----- PROVIDED MATERIAL

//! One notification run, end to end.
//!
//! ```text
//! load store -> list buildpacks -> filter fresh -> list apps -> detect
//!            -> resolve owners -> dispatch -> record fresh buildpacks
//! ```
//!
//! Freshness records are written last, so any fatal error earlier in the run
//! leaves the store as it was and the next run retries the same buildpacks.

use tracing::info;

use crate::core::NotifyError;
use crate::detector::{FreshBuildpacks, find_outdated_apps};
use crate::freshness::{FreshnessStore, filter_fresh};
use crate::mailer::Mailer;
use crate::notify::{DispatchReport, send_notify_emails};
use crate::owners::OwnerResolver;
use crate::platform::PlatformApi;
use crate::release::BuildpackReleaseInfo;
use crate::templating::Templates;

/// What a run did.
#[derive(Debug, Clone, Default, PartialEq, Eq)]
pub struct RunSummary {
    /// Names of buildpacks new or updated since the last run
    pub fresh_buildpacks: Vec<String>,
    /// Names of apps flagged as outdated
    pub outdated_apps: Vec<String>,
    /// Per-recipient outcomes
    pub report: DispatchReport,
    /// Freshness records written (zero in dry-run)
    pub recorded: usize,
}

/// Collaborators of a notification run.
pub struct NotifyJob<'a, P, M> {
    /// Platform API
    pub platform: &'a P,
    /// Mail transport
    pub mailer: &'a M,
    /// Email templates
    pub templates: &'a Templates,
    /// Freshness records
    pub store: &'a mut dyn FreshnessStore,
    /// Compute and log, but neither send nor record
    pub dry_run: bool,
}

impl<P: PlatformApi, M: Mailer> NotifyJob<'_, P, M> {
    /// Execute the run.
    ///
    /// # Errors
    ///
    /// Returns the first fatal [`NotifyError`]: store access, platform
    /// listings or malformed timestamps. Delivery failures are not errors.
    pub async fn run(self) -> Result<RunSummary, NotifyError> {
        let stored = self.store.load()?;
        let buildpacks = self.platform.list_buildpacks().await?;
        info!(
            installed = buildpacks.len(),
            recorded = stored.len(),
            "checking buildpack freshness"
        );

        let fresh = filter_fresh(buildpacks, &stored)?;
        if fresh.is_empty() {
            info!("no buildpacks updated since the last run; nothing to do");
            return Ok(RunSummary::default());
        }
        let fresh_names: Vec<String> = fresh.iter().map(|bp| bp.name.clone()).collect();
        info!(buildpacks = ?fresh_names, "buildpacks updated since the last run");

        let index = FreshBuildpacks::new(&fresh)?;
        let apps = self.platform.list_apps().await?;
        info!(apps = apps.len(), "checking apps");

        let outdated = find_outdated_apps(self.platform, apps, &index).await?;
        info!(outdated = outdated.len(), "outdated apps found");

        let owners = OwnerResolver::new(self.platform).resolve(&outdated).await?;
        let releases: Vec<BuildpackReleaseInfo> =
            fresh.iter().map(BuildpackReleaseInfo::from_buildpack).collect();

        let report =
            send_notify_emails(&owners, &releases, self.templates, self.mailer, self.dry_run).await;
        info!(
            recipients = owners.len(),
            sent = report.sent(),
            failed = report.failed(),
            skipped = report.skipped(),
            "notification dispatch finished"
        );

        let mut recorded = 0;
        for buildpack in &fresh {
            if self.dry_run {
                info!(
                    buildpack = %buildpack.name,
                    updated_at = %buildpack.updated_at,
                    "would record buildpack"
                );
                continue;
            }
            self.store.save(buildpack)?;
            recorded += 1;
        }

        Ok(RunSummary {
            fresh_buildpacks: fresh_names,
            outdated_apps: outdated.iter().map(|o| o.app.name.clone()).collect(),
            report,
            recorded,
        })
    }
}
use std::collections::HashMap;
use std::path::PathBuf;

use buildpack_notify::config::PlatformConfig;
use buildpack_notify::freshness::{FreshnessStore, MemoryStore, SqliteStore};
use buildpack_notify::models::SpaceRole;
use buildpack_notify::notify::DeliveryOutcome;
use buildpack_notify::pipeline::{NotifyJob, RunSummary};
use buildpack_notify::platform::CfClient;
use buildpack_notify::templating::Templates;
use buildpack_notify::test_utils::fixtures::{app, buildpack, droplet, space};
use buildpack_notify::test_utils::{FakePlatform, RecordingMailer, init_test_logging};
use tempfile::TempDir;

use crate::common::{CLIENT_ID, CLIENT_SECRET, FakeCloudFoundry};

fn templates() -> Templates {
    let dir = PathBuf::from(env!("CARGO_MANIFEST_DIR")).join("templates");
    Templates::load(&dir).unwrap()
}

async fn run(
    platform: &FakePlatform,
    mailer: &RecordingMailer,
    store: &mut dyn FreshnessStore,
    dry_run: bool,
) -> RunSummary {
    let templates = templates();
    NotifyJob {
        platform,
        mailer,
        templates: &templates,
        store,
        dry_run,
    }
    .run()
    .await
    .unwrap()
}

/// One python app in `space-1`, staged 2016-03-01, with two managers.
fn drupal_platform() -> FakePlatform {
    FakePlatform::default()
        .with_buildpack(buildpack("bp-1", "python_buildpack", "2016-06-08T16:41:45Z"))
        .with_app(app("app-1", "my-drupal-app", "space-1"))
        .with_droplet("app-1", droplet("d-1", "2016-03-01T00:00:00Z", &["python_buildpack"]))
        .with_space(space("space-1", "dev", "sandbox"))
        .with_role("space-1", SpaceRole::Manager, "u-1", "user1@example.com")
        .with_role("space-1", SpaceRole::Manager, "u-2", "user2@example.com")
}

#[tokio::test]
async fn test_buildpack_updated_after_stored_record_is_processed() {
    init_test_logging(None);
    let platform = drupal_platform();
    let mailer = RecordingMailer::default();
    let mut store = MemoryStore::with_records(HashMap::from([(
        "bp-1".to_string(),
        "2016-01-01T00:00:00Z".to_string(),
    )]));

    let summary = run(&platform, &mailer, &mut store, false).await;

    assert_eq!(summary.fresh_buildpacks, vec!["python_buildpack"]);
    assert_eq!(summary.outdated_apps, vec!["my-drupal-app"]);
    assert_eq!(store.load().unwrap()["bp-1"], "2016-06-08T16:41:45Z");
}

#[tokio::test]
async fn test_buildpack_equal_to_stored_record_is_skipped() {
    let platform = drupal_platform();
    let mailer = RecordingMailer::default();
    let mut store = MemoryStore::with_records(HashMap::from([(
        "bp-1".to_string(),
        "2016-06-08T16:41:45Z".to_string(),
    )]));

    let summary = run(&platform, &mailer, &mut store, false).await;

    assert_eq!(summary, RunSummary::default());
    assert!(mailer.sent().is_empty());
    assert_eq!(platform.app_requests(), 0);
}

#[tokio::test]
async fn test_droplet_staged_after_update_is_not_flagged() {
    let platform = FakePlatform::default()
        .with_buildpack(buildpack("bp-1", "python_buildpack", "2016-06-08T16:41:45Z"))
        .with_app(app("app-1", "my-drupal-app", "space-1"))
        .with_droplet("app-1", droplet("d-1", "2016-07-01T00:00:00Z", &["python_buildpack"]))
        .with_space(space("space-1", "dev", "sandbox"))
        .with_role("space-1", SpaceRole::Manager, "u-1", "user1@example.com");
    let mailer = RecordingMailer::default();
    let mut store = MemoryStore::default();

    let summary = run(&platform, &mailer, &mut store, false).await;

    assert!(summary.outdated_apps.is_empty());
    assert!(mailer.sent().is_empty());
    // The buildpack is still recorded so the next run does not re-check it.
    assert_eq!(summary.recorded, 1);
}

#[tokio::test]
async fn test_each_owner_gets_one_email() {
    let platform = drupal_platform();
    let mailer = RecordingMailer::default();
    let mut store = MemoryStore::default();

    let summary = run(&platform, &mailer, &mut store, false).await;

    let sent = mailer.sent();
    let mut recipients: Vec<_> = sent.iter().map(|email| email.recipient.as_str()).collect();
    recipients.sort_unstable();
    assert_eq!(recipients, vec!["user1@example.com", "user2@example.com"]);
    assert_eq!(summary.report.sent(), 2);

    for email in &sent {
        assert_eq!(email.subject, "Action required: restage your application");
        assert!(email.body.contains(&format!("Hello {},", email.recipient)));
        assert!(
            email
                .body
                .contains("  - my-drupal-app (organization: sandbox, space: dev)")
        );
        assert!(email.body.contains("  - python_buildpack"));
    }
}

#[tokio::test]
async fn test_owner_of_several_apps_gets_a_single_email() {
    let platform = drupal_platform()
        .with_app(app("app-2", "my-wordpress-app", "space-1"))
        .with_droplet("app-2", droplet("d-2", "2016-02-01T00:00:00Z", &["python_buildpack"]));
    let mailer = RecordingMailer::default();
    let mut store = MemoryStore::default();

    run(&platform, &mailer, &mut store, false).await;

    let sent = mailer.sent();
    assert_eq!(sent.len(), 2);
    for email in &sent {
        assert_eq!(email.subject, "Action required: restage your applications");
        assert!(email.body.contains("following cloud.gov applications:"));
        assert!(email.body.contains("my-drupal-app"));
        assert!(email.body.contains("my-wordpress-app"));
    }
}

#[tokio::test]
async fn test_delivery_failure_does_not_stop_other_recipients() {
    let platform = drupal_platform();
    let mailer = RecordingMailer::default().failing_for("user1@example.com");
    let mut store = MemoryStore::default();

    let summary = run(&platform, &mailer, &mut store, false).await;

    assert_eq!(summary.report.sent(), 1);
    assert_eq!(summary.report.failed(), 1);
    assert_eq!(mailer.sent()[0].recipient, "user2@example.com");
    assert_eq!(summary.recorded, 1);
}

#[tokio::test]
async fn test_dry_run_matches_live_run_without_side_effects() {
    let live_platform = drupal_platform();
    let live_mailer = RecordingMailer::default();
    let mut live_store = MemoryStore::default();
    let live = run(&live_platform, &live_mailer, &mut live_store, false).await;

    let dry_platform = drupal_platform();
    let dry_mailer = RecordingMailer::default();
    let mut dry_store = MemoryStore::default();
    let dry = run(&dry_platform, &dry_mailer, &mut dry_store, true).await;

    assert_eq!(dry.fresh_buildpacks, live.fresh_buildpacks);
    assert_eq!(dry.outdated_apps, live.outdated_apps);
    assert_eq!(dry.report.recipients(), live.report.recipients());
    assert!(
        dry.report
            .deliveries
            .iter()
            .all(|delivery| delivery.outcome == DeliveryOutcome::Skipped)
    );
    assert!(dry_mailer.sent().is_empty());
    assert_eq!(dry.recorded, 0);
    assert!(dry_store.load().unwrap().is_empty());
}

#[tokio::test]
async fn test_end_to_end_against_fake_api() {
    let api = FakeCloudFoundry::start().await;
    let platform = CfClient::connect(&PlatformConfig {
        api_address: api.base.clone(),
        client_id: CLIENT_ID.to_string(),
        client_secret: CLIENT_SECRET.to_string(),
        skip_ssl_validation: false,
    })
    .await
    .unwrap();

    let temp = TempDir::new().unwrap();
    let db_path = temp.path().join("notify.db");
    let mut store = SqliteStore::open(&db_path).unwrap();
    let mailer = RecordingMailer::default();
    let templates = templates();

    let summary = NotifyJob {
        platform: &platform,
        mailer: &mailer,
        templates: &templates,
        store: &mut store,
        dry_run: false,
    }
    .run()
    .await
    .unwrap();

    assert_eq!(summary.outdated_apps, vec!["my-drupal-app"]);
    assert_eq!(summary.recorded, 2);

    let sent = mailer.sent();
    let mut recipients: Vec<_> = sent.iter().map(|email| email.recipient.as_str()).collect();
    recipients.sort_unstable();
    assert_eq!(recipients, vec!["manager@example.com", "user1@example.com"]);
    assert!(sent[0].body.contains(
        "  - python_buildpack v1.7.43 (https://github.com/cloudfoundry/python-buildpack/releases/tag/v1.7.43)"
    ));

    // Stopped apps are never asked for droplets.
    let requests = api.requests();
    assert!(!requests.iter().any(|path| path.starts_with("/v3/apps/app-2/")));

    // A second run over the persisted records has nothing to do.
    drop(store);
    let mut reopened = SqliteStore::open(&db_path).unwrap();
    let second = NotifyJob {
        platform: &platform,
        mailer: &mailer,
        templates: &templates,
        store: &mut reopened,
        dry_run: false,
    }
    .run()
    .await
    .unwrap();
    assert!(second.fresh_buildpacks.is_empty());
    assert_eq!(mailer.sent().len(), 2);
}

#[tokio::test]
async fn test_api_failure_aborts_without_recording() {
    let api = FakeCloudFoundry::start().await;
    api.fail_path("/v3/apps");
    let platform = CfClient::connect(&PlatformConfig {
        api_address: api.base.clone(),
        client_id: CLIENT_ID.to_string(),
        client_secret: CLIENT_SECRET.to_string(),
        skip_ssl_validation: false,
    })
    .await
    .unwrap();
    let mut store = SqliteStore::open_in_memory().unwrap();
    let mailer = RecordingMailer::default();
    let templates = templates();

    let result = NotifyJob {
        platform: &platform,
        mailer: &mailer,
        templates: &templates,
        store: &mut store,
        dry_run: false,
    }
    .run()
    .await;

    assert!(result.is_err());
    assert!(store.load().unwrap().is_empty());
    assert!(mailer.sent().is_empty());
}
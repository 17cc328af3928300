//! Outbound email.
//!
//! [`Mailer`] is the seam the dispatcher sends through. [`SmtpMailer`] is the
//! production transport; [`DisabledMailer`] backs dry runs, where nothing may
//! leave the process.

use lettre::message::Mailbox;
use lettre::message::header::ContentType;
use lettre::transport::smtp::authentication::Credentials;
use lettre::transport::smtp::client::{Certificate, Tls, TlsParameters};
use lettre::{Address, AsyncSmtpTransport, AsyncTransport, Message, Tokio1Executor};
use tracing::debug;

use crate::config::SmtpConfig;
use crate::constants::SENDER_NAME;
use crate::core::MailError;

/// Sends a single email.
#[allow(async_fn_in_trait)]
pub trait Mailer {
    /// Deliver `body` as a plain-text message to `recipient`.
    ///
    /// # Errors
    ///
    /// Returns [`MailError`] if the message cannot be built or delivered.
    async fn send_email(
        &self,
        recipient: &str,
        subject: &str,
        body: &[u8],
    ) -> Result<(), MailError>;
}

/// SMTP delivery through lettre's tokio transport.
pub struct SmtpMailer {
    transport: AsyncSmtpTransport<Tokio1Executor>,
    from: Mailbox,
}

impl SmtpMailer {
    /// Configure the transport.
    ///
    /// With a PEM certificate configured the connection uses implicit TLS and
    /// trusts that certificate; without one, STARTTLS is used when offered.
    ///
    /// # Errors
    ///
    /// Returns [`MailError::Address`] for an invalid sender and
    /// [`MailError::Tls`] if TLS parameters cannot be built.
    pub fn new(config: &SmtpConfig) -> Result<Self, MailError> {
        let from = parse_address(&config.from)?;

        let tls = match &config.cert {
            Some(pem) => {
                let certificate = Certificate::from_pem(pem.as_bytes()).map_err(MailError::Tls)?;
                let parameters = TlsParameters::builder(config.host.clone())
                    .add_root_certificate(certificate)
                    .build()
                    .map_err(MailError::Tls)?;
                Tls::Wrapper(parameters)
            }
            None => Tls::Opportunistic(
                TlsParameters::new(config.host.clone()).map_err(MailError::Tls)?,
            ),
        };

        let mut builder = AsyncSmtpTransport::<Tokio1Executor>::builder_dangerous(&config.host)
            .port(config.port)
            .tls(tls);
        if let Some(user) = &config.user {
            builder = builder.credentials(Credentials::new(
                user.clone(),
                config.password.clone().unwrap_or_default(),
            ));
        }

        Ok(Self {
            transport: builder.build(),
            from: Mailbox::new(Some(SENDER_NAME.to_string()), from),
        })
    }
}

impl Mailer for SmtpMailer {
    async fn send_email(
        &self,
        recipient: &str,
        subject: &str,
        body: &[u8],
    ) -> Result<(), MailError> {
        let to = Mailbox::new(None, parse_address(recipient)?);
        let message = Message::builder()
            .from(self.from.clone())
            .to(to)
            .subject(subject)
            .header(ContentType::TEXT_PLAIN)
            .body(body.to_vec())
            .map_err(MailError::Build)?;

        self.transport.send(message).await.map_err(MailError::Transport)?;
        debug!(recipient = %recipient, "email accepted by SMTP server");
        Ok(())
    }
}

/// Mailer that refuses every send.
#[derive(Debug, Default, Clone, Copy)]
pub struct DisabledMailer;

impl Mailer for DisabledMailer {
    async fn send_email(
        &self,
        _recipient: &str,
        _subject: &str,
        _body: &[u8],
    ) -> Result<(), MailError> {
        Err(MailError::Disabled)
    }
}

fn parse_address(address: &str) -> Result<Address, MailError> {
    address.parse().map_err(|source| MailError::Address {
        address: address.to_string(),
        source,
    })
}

----------

WHAT TO DO:
Send back exactly the lines of the listing above starting at the one with "let mut recorded = 0;" and ending at the one with "self.store.save(buildpack)?;", inclusive, and no others.

FINISHED TASK:
        let mut recorded = 0;
        for buildpack in &fresh {
            if self.dry_run {
                info!(
                    buildpack = %buildpack.name,
                    updated_at = %buildpack.updated_at,
                    "would record buildpack"
                );
                continue;
            }
            self.store.save(buildpack)?;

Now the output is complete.